Séverine Chavrier construit son expression à partir de toutes sortes de matières : le corps
de ses acteurs, le son de son piano préparé, les vidéos qu’elle réalise souvent elle-même.
Sans oublier la parole, une parole erratique qu’elle façonne en se plongeant dans l’univers
des auteurs qu’elle affectionne.
En 2010, sa pièce Epousailles et représailles, d’après Hanokh Levin, reprise au Festival
Impatience au Centquatre, dissèque les vicissitudes du couple avec humour, cruauté et
humanité. En 2011, elle présente sa création Série B – Ballard J.G., inspirée de l’auteur de
science-fiction britannique James Graham Ballard. En 2012, elle crée Plage Ultime au
Festival d’Avignon.
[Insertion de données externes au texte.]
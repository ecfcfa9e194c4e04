use parley::application::SignalingCoordinator;
use parley::config::Config;
use parley::infrastructure::persistence::InMemoryCallStore;
use parley::interface::api::{build_router, init_metrics, update_active_calls, AppState};
use std::sync::Arc;
use std::time::Duration;
use tracing::{info, warn, Level};

#[tokio::main]
async fn main() -> anyhow::Result<()> {
    // Initialize tracing
    tracing_subscriber::fmt()
        .with_max_level(Level::INFO)
        .init();

    info!("Starting Parley signaling coordinator");

    // Load configuration
    let config = Config::load()?;
    info!("Configuration loaded: {:?}", config);

    // Wire the store and the coordinator
    let store = Arc::new(InMemoryCallStore::new());
    let coordinator = Arc::new(SignalingCoordinator::new(store));

    // Initialize metrics exporter
    info!("Initializing Prometheus metrics exporter");
    let prometheus_handle = init_metrics();

    // Active-calls gauge updater
    let gauge_coordinator = coordinator.clone();
    tokio::spawn(async move {
        loop {
            update_active_calls(gauge_coordinator.active_count().await);
            tokio::time::sleep(Duration::from_secs(5)).await;
        }
    });
    info!("Metrics updater task started");

    // Unanswered-call sweeper: deployment policy, off unless configured
    if let Some(timeout_secs) = config.signaling.unanswered_timeout_secs {
        let sweep_coordinator = coordinator.clone();
        let interval = config.signaling.sweep_interval_secs;
        tokio::spawn(async move {
            loop {
                tokio::time::sleep(Duration::from_secs(interval)).await;
                match sweep_coordinator
                    .sweep_unanswered(chrono::Duration::seconds(timeout_secs as i64))
                    .await
                {
                    Ok(0) => {}
                    Ok(swept) => info!("Sweeper ended {} unanswered calls", swept),
                    Err(e) => warn!("Sweep failed: {}", e),
                }
            }
        });
        info!(
            "Unanswered-call sweeper enabled ({}s deadline, every {}s)",
            timeout_secs, config.signaling.sweep_interval_secs
        );
    }

    // Start the API server
    let state = AppState { coordinator };
    let app = build_router(state, prometheus_handle);
    let listener =
        tokio::net::TcpListener::bind(format!("{}:{}", config.server.host, config.server.port))
            .await?;
    info!(
        "Signaling API listening on {}:{}",
        config.server.host, config.server.port
    );

    axum::serve(listener, app).await?;

    Ok(())
}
Elle continue par ailleurs un concert d’improvisation en duo avec
Jean-Pierre Drouet qu’ils donnent au Festival d’Avignon, à l’Opéra de Lille et avec
Bartabas en juin 2013.
A l’automne 2014, Séverine Chavrier monte Les Palmiers sauvages au Théâtre de VidyLausanne, où elle crée Nous sommes repus mais pas repentis en mars 2016 avec la même
équipe. Les deux pièces seront présentées à l’Odéon-Théâtre de l’Europe en mai et juin
2016.
En février 2015, elle propose pour le Festival Hors-Série au Théâtre de la Bastille le
spectacle Après coups / Projet Un-Femme, pièce chorégraphique recréée en novembre 2015
au Théâtre Roger Barat d’Herblay.
La compagnie est conventionnée par la DRAC Ile-de-France de 2016 à 2018. Depuis 2014,
Séverine Chavrier développe une résidence de territoire à Herblay pour une durée de trois
ans avec le soutien de la Ville d’Herblay, la DRAC Ile-de-France, le Conseil départemental
du Val d’Oise et le Festival Théâtral du Val d’Oise.